Exercise directions
Please copy each line of the listing below in which the word "EngineConfig" appears.

Data
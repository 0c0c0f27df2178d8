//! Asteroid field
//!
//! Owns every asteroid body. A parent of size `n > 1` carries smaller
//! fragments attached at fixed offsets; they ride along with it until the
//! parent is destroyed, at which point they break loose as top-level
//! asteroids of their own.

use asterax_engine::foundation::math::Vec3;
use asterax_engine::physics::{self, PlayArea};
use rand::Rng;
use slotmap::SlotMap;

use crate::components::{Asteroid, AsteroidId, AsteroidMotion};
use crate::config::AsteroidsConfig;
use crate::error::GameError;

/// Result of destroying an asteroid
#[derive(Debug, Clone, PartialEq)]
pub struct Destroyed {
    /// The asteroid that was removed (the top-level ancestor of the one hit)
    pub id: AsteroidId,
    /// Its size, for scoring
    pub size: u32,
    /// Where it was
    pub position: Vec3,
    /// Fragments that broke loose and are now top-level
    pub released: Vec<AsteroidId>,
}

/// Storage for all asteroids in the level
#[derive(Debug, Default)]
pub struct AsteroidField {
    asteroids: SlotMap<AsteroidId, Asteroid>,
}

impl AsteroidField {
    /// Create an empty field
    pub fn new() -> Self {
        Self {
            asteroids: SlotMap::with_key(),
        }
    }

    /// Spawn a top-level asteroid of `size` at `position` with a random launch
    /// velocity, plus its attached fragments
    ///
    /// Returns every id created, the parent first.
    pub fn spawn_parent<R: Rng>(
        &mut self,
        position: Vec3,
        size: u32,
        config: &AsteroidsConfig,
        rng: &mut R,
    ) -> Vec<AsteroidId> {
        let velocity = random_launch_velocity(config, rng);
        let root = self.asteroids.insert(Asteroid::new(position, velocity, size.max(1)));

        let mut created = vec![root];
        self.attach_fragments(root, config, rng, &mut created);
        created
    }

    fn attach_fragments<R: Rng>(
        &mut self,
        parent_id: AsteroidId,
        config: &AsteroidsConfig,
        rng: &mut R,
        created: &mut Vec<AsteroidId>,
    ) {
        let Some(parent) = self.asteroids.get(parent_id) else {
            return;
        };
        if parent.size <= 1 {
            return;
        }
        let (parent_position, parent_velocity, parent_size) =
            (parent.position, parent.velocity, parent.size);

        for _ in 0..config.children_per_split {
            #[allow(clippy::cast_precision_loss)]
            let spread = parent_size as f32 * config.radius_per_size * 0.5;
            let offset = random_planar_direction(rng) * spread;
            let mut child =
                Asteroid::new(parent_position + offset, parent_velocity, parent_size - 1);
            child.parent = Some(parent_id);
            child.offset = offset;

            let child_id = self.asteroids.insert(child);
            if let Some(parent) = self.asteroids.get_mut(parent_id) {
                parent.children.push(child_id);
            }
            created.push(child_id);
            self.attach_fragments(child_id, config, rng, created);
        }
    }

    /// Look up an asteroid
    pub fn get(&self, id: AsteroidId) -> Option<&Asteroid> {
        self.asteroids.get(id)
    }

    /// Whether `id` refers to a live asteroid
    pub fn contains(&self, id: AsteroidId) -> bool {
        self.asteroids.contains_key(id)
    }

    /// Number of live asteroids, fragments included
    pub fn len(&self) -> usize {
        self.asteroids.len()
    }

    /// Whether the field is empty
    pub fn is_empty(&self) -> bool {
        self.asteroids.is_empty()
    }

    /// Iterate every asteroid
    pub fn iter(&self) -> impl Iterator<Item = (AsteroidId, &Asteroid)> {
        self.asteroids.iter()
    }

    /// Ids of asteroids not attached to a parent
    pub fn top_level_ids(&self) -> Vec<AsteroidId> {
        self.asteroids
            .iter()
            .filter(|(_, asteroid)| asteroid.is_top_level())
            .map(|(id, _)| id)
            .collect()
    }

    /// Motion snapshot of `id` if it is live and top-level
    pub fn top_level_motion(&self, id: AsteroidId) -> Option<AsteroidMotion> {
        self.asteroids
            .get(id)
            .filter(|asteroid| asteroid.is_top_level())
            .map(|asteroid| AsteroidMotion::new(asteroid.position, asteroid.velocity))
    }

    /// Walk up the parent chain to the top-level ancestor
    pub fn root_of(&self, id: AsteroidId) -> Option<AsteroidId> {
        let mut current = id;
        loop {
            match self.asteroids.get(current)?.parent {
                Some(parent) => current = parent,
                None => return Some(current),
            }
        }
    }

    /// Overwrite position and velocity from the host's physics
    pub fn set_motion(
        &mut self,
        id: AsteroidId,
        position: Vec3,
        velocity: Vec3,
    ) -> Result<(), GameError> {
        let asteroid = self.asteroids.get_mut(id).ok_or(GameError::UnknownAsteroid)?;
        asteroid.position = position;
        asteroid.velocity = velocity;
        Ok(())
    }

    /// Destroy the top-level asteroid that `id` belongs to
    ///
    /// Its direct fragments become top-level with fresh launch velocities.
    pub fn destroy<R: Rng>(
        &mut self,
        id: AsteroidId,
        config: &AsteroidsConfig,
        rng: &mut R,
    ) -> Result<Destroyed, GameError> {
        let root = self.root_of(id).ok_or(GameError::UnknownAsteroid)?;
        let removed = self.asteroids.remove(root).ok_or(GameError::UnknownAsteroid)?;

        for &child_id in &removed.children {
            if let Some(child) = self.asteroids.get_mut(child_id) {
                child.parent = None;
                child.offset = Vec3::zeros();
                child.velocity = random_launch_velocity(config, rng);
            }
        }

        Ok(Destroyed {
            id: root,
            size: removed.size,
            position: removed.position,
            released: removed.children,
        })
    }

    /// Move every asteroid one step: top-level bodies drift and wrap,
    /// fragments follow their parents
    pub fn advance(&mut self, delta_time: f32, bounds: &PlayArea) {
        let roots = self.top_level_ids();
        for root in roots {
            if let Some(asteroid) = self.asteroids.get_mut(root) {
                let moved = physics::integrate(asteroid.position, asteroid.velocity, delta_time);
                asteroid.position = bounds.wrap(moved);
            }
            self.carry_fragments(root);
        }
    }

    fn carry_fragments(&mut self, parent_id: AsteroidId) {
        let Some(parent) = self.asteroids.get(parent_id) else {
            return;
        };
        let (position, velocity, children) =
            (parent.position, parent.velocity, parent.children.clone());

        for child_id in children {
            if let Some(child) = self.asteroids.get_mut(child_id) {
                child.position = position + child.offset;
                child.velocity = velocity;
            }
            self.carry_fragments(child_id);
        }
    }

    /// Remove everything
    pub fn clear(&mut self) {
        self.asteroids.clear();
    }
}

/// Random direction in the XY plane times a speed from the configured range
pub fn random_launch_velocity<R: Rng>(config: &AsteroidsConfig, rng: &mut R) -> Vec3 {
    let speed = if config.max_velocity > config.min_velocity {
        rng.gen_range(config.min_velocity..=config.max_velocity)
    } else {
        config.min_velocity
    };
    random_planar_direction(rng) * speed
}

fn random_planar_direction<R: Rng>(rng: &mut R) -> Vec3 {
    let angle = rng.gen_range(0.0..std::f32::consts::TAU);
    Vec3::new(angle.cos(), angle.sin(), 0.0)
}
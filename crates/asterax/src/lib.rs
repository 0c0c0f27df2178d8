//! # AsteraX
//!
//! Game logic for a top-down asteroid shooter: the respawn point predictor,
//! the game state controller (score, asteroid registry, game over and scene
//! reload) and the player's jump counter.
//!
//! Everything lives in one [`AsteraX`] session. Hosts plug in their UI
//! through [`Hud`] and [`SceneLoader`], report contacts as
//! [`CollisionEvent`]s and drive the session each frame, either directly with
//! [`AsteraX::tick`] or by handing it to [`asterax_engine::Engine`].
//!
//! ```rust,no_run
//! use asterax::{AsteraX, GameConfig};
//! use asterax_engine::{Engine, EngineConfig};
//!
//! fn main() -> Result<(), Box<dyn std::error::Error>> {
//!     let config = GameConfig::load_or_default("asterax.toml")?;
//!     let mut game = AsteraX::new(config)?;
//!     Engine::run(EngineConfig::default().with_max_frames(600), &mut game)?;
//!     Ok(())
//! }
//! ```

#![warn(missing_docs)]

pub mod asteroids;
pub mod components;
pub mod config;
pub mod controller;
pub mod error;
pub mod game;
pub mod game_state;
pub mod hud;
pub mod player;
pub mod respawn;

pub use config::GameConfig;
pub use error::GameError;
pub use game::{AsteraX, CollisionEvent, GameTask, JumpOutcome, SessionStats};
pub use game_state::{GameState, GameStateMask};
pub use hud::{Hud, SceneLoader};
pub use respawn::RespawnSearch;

Output of the exercise
//! use asterax_engine::{Engine, EngineConfig};
//!     Engine::run(EngineConfig::default().with_max_frames(600), &mut game)?;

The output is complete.